▸ WHAT YOU WILL DO:
Below you will find a set of lines. Repeat them all exactly.

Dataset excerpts
....

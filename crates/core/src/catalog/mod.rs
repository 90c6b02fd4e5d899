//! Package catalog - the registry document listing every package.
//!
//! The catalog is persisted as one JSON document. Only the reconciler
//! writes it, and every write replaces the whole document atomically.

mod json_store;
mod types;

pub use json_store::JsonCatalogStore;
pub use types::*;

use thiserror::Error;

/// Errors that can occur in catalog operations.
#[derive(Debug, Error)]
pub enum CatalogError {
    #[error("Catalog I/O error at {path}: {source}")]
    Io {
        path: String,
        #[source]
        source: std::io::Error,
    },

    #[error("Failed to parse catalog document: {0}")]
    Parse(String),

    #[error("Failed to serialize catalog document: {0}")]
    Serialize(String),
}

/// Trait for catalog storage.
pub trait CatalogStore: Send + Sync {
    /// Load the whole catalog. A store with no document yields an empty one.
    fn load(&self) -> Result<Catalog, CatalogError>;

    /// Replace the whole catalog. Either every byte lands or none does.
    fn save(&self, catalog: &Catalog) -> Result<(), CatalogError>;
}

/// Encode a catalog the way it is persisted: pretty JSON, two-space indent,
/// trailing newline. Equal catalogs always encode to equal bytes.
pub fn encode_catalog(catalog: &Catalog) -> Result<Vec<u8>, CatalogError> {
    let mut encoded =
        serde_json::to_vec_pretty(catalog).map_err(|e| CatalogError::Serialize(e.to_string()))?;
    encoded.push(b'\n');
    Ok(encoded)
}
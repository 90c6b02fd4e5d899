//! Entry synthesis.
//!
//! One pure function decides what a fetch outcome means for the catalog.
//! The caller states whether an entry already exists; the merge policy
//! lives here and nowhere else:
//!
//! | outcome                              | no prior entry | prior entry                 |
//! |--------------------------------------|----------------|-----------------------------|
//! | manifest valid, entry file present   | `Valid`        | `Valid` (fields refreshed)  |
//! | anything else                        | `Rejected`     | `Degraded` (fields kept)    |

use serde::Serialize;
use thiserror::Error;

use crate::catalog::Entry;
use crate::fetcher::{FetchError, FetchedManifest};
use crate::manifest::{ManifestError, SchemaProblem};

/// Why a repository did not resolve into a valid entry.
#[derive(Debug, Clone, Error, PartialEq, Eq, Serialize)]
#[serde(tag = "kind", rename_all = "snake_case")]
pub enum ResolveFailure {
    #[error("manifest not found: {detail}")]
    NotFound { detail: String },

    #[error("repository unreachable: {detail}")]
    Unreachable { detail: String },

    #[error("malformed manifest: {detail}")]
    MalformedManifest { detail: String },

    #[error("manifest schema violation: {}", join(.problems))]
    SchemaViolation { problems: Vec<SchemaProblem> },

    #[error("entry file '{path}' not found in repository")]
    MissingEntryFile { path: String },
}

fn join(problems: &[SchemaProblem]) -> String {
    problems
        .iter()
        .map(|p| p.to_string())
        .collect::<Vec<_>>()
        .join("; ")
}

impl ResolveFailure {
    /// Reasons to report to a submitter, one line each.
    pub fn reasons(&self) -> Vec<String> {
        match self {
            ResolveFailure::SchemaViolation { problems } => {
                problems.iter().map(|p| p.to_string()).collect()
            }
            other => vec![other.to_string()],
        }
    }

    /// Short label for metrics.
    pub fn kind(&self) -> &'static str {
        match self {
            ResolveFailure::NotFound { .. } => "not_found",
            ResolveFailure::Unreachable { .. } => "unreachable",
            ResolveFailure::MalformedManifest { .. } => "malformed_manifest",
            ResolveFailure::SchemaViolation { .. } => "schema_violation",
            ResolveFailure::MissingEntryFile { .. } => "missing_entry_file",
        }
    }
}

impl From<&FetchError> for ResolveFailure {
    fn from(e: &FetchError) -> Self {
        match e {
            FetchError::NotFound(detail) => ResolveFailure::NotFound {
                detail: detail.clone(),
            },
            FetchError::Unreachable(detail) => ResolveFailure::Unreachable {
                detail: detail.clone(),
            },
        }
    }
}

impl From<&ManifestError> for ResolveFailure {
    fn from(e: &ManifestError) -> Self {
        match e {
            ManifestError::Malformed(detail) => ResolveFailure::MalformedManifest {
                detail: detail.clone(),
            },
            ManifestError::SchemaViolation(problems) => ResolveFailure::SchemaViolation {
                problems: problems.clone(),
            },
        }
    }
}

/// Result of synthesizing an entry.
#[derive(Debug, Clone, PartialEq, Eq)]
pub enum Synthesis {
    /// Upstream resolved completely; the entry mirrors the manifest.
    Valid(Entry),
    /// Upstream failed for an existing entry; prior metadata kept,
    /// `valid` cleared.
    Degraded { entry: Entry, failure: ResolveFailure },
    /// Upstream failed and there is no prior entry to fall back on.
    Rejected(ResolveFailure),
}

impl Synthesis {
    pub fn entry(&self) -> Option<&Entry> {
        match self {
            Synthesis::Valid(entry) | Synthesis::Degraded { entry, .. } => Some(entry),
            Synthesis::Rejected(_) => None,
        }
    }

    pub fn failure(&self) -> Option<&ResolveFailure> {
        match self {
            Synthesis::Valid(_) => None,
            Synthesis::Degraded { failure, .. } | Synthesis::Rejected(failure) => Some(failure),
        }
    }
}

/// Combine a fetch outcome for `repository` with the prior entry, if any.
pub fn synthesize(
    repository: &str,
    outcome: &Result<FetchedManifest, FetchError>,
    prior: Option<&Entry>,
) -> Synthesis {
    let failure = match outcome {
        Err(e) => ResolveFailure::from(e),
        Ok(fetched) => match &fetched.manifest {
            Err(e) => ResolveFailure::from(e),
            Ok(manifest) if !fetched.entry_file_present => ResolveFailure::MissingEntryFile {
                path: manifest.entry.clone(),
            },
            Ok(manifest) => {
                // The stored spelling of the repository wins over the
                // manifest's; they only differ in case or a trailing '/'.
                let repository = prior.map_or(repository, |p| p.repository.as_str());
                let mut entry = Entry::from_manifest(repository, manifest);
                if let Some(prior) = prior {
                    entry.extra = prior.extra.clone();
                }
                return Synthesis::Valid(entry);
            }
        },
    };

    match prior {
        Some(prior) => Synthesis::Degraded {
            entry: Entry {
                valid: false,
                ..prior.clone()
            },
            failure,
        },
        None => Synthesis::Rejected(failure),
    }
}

....

▸ TASK RESPONSE:
filename crates/core/src/catalog/mod.rs
repository 90c6b02fd4e5d899
//! Package catalog - the registry document listing every package.
//!
//! The catalog is persisted as one JSON document. Only the reconciler
//! writes it, and every write replaces the whole document atomically.

mod json_store;
mod types;

pub use json_store::JsonCatalogStore;
pub use types::*;

use thiserror::Error;

/// Errors that can occur in catalog operations.
#[derive(Debug, Error)]
pub enum CatalogError {
    #[error("Catalog I/O error at {path}: {source}")]
    Io {
        path: String,
        #[source]
        source: std::io::Error,
    },

    #[error("Failed to parse catalog document: {0}")]
    Parse(String),

    #[error("Failed to serialize catalog document: {0}")]
    Serialize(String),
}

/// Trait for catalog storage.
pub trait CatalogStore: Send + Sync {
    /// Load the whole catalog. A store with no document yields an empty one.
    fn load(&self) -> Result<Catalog, CatalogError>;

    /// Replace the whole catalog. Either every byte lands or none does.
    fn save(&self, catalog: &Catalog) -> Result<(), CatalogError>;
}

/// Encode a catalog the way it is persisted: pretty JSON, two-space indent,
/// trailing newline. Equal catalogs always encode to equal bytes.
pub fn encode_catalog(catalog: &Catalog) -> Result<Vec<u8>, CatalogError> {
    let mut encoded =
        serde_json::to_vec_pretty(catalog).map_err(|e| CatalogError::Serialize(e.to_string()))?;
    encoded.push(b'\n');
    Ok(encoded)
}
repository 90c6b02fd4e5d899
//! Entry synthesis.
//!
//! One pure function decides what a fetch outcome means for the catalog.
//! The caller states whether an entry already exists; the merge policy
//! lives here and nowhere else:
//!
//! | outcome                              | no prior entry | prior entry                 |
//! |--------------------------------------|----------------|-----------------------------|
//! | manifest valid, entry file present   | `Valid`        | `Valid` (fields refreshed)  |
//! | anything else                        | `Rejected`     | `Degraded` (fields kept)    |

use serde::Serialize;
use thiserror::Error;

use crate::catalog::Entry;
use crate::fetcher::{FetchError, FetchedManifest};
use crate::manifest::{ManifestError, SchemaProblem};

/// Why a repository did not resolve into a valid entry.
#[derive(Debug, Clone, Error, PartialEq, Eq, Serialize)]
#[serde(tag = "kind", rename_all = "snake_case")]
pub enum ResolveFailure {
    #[error("manifest not found: {detail}")]
    NotFound { detail: String },

    #[error("repository unreachable: {detail}")]
    Unreachable { detail: String },

    #[error("malformed manifest: {detail}")]
    MalformedManifest { detail: String },

    #[error("manifest schema violation: {}", join(.problems))]
    SchemaViolation { problems: Vec<SchemaProblem> },

    #[error("entry file '{path}' not found in repository")]
    MissingEntryFile { path: String },
}

fn join(problems: &[SchemaProblem]) -> String {
    problems
        .iter()
        .map(|p| p.to_string())
        .collect::<Vec<_>>()
        .join("; ")
}

impl ResolveFailure {
    /// Reasons to report to a submitter, one line each.
    pub fn reasons(&self) -> Vec<String> {
        match self {
            ResolveFailure::SchemaViolation { problems } => {
                problems.iter().map(|p| p.to_string()).collect()
            }
            other => vec![other.to_string()],
        }
    }

    /// Short label for metrics.
    pub fn kind(&self) -> &'static str {
        match self {
            ResolveFailure::NotFound { .. } => "not_found",
            ResolveFailure::Unreachable { .. } => "unreachable",
            ResolveFailure::MalformedManifest { .. } => "malformed_manifest",
            ResolveFailure::SchemaViolation { .. } => "schema_violation",
            ResolveFailure::MissingEntryFile { .. } => "missing_entry_file",
        }
    }
}

impl From<&FetchError> for ResolveFailure {
    fn from(e: &FetchError) -> Self {
        match e {
            FetchError::NotFound(detail) => ResolveFailure::NotFound {
                detail: detail.clone(),
            },
            FetchError::Unreachable(detail) => ResolveFailure::Unreachable {
                detail: detail.clone(),
            },
        }
    }
}

impl From<&ManifestError> for ResolveFailure {
    fn from(e: &ManifestError) -> Self {
        match e {
            ManifestError::Malformed(detail) => ResolveFailure::MalformedManifest {
                detail: detail.clone(),
            },
            ManifestError::SchemaViolation(problems) => ResolveFailure::SchemaViolation {
                problems: problems.clone(),
            },
        }
    }
}

/// Result of synthesizing an entry.
#[derive(Debug, Clone, PartialEq, Eq)]
pub enum Synthesis {
    /// Upstream resolved completely; the entry mirrors the manifest.
    Valid(Entry),
    /// Upstream failed for an existing entry; prior metadata kept,
    /// `valid` cleared.
    Degraded { entry: Entry, failure: ResolveFailure },
    /// Upstream failed and there is no prior entry to fall back on.
    Rejected(ResolveFailure),
}

impl Synthesis {
    pub fn entry(&self) -> Option<&Entry> {
        match self {
            Synthesis::Valid(entry) | Synthesis::Degraded { entry, .. } => Some(entry),
            Synthesis::Rejected(_) => None,
        }
    }

    pub fn failure(&self) -> Option<&ResolveFailure> {
        match self {
            Synthesis::Valid(_) => None,
            Synthesis::Degraded { failure, .. } | Synthesis::Rejected(failure) => Some(failure),
        }
    }
}

/// Combine a fetch outcome for `repository` with the prior entry, if any.
pub fn synthesize(
    repository: &str,
    outcome: &Result<FetchedManifest, FetchError>,
    prior: Option<&Entry>,
) -> Synthesis {
    let failure = match outcome {
        Err(e) => ResolveFailure::from(e),
        Ok(fetched) => match &fetched.manifest {
            Err(e) => ResolveFailure::from(e),
            Ok(manifest) if !fetched.entry_file_present => ResolveFailure::MissingEntryFile {
                path: manifest.entry.clone(),
            },
            Ok(manifest) => {
                // The stored spelling of the repository wins over the
                // manifest's; they only differ in case or a trailing '/'.
                let repository = prior.map_or(repository, |p| p.repository.as_str());
                let mut entry = Entry::from_manifest(repository, manifest);
                if let Some(prior) = prior {
                    entry.extra = prior.extra.clone();
                }
                return Synthesis::Valid(entry);
            }
        },
    };

    match prior {
        Some(prior) => Synthesis::Degraded {
            entry: Entry {
                valid: false,
                ..prior.clone()
            },
            failure,
        },
        None => Synthesis::Rejected(failure),
    }
}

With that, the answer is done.